#### DATA SHOWN ####

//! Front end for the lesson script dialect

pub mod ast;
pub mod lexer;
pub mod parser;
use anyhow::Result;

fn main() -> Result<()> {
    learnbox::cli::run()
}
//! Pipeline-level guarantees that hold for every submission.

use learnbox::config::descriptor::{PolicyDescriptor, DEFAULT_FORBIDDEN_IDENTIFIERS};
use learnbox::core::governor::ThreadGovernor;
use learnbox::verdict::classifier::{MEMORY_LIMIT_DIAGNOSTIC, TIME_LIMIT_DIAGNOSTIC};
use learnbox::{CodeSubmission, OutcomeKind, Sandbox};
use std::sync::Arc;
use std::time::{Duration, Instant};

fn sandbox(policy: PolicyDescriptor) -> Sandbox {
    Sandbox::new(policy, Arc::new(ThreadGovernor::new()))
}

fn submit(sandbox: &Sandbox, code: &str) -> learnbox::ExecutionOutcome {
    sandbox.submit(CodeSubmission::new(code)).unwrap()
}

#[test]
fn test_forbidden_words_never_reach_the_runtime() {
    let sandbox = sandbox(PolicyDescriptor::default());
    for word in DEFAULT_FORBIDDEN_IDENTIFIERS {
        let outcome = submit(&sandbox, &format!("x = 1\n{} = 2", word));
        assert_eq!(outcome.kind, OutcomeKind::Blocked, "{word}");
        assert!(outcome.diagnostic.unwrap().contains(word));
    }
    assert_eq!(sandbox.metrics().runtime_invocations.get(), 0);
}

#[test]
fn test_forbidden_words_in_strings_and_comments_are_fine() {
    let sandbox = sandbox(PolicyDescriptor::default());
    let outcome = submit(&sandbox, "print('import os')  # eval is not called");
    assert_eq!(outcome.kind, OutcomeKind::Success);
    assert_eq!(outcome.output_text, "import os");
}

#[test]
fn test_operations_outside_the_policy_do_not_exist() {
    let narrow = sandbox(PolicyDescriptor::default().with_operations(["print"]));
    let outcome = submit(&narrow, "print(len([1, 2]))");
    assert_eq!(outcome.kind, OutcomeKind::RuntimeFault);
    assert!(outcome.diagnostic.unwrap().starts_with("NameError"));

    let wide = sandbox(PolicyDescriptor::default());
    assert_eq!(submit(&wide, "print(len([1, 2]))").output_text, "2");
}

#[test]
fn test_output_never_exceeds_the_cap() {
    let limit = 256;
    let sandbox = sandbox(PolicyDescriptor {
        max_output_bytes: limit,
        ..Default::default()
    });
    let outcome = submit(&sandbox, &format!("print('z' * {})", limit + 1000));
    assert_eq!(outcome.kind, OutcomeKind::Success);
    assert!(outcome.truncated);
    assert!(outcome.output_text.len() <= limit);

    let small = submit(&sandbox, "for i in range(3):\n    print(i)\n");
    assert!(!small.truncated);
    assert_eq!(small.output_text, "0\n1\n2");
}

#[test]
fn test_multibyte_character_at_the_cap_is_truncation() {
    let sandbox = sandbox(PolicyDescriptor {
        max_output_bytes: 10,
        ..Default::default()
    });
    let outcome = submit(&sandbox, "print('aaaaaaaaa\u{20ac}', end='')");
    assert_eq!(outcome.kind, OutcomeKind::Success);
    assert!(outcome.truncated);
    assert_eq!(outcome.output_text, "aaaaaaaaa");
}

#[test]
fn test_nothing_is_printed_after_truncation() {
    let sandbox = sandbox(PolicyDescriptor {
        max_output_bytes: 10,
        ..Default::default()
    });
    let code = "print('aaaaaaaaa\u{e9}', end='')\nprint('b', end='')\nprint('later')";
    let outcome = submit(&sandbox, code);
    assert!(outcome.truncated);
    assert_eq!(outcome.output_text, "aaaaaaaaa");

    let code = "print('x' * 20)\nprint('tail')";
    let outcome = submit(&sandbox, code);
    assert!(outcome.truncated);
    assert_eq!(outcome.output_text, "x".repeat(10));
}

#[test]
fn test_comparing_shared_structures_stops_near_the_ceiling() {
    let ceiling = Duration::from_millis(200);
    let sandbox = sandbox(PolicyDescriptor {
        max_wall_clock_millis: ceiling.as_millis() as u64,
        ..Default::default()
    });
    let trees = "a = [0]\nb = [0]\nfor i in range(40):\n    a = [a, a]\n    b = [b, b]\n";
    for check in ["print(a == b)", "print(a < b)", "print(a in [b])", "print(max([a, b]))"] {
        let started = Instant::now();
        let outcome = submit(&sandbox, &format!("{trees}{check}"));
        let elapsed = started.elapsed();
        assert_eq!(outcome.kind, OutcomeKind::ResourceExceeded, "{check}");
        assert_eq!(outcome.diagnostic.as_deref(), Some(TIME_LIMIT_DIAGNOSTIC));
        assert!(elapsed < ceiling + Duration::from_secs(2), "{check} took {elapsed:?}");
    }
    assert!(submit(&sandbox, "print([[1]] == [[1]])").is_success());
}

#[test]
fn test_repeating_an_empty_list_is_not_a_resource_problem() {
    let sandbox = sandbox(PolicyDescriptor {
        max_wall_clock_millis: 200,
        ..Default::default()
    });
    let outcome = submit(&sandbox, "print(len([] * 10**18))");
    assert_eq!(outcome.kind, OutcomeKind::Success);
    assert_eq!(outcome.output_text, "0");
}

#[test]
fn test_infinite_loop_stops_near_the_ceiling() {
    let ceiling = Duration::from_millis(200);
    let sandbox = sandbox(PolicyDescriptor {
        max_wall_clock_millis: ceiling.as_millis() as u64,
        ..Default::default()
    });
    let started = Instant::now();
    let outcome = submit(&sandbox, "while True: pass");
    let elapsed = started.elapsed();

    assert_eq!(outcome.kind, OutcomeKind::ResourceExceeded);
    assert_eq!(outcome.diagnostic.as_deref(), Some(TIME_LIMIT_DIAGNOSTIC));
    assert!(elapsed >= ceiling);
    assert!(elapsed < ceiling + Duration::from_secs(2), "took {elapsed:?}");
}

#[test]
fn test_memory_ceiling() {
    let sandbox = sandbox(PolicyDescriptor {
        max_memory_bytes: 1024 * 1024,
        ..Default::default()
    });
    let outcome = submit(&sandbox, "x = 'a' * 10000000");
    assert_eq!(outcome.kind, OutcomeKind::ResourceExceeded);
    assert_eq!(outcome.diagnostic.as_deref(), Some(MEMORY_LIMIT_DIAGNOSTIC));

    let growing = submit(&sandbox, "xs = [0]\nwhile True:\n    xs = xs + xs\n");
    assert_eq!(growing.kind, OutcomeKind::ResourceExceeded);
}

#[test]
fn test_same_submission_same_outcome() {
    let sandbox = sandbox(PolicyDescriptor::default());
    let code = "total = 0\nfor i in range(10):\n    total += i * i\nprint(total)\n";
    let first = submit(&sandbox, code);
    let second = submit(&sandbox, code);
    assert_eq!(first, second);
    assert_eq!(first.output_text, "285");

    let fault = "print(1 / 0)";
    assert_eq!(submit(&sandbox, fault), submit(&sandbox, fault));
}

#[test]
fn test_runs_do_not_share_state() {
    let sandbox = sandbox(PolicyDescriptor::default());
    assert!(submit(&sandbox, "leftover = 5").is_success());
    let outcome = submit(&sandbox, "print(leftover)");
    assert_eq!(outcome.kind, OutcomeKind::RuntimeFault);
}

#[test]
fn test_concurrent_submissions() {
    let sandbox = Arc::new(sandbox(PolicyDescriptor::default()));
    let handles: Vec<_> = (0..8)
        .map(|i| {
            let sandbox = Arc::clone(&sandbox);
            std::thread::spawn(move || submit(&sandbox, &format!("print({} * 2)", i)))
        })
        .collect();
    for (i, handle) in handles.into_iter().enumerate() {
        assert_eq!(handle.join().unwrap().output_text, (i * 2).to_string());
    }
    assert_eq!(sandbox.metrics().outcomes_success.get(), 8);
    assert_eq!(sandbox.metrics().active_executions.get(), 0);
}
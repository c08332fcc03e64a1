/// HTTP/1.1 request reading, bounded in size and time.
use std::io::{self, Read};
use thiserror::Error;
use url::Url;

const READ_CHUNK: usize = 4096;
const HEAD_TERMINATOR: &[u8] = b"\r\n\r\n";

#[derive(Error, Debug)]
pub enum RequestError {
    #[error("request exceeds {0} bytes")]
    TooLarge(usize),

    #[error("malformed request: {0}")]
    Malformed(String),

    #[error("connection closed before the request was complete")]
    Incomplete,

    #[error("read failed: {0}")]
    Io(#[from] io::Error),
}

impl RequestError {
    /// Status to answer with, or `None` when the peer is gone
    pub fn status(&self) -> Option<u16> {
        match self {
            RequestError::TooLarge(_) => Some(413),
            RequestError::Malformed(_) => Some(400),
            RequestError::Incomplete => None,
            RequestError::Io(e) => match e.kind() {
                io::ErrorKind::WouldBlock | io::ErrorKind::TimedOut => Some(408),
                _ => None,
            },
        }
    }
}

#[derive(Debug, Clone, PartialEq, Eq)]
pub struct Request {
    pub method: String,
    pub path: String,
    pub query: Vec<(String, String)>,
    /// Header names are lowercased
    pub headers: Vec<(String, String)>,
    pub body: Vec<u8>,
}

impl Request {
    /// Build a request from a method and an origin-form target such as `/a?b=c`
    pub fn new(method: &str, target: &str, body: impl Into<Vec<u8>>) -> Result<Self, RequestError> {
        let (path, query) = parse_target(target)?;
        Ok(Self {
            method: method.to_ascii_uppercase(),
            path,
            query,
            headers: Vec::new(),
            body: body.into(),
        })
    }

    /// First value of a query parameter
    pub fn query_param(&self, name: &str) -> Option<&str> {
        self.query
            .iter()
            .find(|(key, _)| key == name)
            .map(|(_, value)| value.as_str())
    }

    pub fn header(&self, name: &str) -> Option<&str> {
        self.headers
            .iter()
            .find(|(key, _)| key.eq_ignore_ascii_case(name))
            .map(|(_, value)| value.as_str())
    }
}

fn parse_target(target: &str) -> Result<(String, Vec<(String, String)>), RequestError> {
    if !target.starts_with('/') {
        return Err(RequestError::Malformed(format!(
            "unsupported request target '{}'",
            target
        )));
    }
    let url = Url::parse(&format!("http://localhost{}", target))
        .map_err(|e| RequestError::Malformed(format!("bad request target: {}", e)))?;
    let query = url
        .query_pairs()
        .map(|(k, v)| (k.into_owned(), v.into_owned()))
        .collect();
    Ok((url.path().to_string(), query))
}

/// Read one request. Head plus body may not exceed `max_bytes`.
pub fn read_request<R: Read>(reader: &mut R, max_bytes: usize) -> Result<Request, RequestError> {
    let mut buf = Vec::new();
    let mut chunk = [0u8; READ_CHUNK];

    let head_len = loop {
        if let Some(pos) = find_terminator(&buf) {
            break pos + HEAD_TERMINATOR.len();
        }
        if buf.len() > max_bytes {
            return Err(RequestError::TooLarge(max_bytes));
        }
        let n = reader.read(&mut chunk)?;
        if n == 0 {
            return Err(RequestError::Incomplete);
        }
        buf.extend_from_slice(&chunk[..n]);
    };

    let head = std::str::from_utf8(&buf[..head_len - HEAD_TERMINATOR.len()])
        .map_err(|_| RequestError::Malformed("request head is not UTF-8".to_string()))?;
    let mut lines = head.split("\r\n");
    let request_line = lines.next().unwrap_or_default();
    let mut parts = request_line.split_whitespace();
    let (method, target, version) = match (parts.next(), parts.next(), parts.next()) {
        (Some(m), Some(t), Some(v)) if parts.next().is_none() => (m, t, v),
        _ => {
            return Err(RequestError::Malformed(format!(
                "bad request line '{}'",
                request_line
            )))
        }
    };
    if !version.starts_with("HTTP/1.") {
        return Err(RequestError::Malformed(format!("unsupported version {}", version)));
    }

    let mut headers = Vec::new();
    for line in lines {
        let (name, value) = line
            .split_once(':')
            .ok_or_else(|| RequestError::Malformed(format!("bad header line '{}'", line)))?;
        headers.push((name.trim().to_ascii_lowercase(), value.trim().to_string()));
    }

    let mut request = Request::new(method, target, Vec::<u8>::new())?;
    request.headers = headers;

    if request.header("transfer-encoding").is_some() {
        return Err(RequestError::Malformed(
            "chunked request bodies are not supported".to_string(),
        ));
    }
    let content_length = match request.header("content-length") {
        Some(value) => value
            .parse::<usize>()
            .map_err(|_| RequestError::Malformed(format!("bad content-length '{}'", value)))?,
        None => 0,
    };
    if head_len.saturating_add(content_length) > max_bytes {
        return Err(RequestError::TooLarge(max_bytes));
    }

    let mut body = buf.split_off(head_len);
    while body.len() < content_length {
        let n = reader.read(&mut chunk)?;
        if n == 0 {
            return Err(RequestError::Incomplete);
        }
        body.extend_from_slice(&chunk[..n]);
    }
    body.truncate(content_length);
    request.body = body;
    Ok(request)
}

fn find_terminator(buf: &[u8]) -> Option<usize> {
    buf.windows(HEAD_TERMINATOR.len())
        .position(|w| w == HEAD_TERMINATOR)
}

####

Apply a filter for "const" to the data above, then copy each line that matches.

const READ_CHUNK: usize = 4096;
const HEAD_TERMINATOR: &[u8] = b"\r\n\r\n";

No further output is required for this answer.